To do: For every line in the data below that contains "company", copy the line.

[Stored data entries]
Segment Open
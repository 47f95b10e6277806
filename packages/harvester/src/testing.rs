//! Testing utilities including mock implementations.
//!
//! These let the fetch unit and the runner be exercised without network
//! access or real sleeps.

use async_trait::async_trait;
use std::collections::{HashMap, VecDeque};
use std::sync::{Arc, Mutex};
use std::time::Duration;
use tokio_util::sync::CancellationToken;

use crate::error::TransportError;
use crate::traits::sink::LogSink;
use crate::traits::sleeper::Sleeper;
use crate::traits::transport::{RawResponse, Transport};

/// One scripted outcome of a `get` call.
#[derive(Debug, Clone)]
pub enum Scripted {
    Response(RawResponse),
    Timeout,
    ConnectError,
}

impl Scripted {
    pub fn ok(body: impl Into<String>) -> Self {
        Self::Response(RawResponse::ok(body))
    }

    pub fn status(status: u16) -> Self {
        Self::Response(RawResponse::new(status, ""))
    }

    pub fn timeout() -> Self {
        Self::Timeout
    }

    pub fn connect_error() -> Self {
        Self::ConnectError
    }
}

#[derive(Default)]
struct MockState {
    scripts: HashMap<String, VecDeque<Scripted>>,
    fallback: HashMap<String, Scripted>,
    calls: Vec<String>,
    cancel_after: Option<(usize, CancellationToken)>,
}

/// A scripted transport.
///
/// Each URL has a queue of outcomes consumed one per call. When the queue is
/// empty the URL's fallback is returned (set with [`MockTransport::with_page`]),
/// or 404 if there is none. Clones share state, so a factory can hand one
/// clone to every worker and the test can still inspect all calls.
#[derive(Clone, Default)]
pub struct MockTransport {
    state: Arc<Mutex<MockState>>,
}

impl MockTransport {
    pub fn new() -> Self {
        Self::default()
    }

    /// Queue outcomes for a URL.
    pub fn with_script(self, url: impl Into<String>, outcomes: Vec<Scripted>) -> Self {
        self.state
            .lock()
            .unwrap()
            .scripts
            .entry(url.into())
            .or_default()
            .extend(outcomes);
        self
    }

    /// Always serve this page for a URL once its script is used up.
    pub fn with_page(self, url: impl Into<String>, html: impl Into<String>) -> Self {
        self.state
            .lock()
            .unwrap()
            .fallback
            .insert(url.into(), Scripted::ok(html));
        self
    }

    /// Cancel `token` during the `calls`-th `get`. That call still returns its
    /// scripted outcome, like a request already on the wire.
    pub fn cancel_after(self, calls: usize, token: CancellationToken) -> Self {
        self.state.lock().unwrap().cancel_after = Some((calls, token));
        self
    }

    /// Number of `get` calls made for a URL.
    pub fn calls(&self, url: &str) -> usize {
        self.state
            .lock()
            .unwrap()
            .calls
            .iter()
            .filter(|u| u.as_str() == url)
            .count()
    }

    /// Total `get` calls across URLs.
    pub fn total_calls(&self) -> usize {
        self.state.lock().unwrap().calls.len()
    }
}

#[async_trait]
impl Transport for MockTransport {
    async fn get(&self, url: &str) -> Result<RawResponse, TransportError> {
        let outcome = {
            let mut state = self.state.lock().unwrap();
            state.calls.push(url.to_string());
            if let Some((after, token)) = &state.cancel_after {
                if state.calls.len() == *after {
                    token.cancel();
                }
            }
            let scripted = state.scripts.get_mut(url).and_then(VecDeque::pop_front);
            scripted
                .or_else(|| state.fallback.get(url).cloned())
                .unwrap_or_else(|| Scripted::status(404))
        };

        match outcome {
            Scripted::Response(response) => Ok(response),
            Scripted::Timeout => Err(TransportError::Timeout {
                url: url.to_string(),
            }),
            Scripted::ConnectError => Err(TransportError::Connect {
                url: url.to_string(),
                message: "connection reset by peer".to_string(),
            }),
        }
    }
}

/// Records requested sleeps and returns immediately.
#[derive(Clone, Default)]
pub struct RecordingSleeper {
    sleeps: Arc<Mutex<Vec<Duration>>>,
}

impl RecordingSleeper {
    pub fn new() -> Self {
        Self::default()
    }

    pub fn sleeps(&self) -> Vec<Duration> {
        self.sleeps.lock().unwrap().clone()
    }
}

#[async_trait]
impl Sleeper for RecordingSleeper {
    async fn sleep(&self, duration: Duration) {
        self.sleeps.lock().unwrap().push(duration);
    }
}

/// Log sink that accepts a fixed number of lines, then fails every write.
///
/// Syncs and the final flush still reach the wrapped sink, so lines written
/// before the failure stay on disk.
pub struct FailingSink {
    inner: Box<dyn LogSink>,
    remaining: usize,
}

impl FailingSink {
    pub fn after(inner: Box<dyn LogSink>, successful_writes: usize) -> Self {
        Self {
            inner,
            remaining: successful_writes,
        }
    }
}

#[async_trait]
impl LogSink for FailingSink {
    async fn write_line(&mut self, line: &[u8]) -> std::io::Result<()> {
        if self.remaining == 0 {
            return Err(std::io::Error::other("no space left on device"));
        }
        self.remaining -= 1;
        self.inner.write_line(line).await
    }

    async fn sync(&mut self) -> std::io::Result<()> {
        self.inner.sync().await
    }

    async fn finish(&mut self) -> std::io::Result<()> {
        self.inner.finish().await
    }
}

/// Minimal listing page in the markup layout the harvester understands.
pub fn listing_page(title: &str, company: &str, salary: &str) -> String {
    format!(
        r#"<html><body>
<h1 data-test="text-positionName">{title}</h1>
<h2 data-scroll-id="employer-name">{company}<a href="/about">About the company</a></h2>
<div data-test="text-earningAmount">{salary}</div>
<section data-scroll-id="technologies-expected-1">
  <ul><li data-test="item-technologies-expected">Rust</li></ul>
</section>
<section data-scroll-id="requirements-expected-1">
  <ul><li class="offer-view_tkzmjn3">3 years of experience</li></ul>
</section>
</body></html>"#
    )
}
Segment Closed
Exercise answer:
pub fn listing_page(title: &str, company: &str, salary: &str) -> String {
<h2 data-scroll-id="employer-name">{company}<a href="/about">About the company</a></h2>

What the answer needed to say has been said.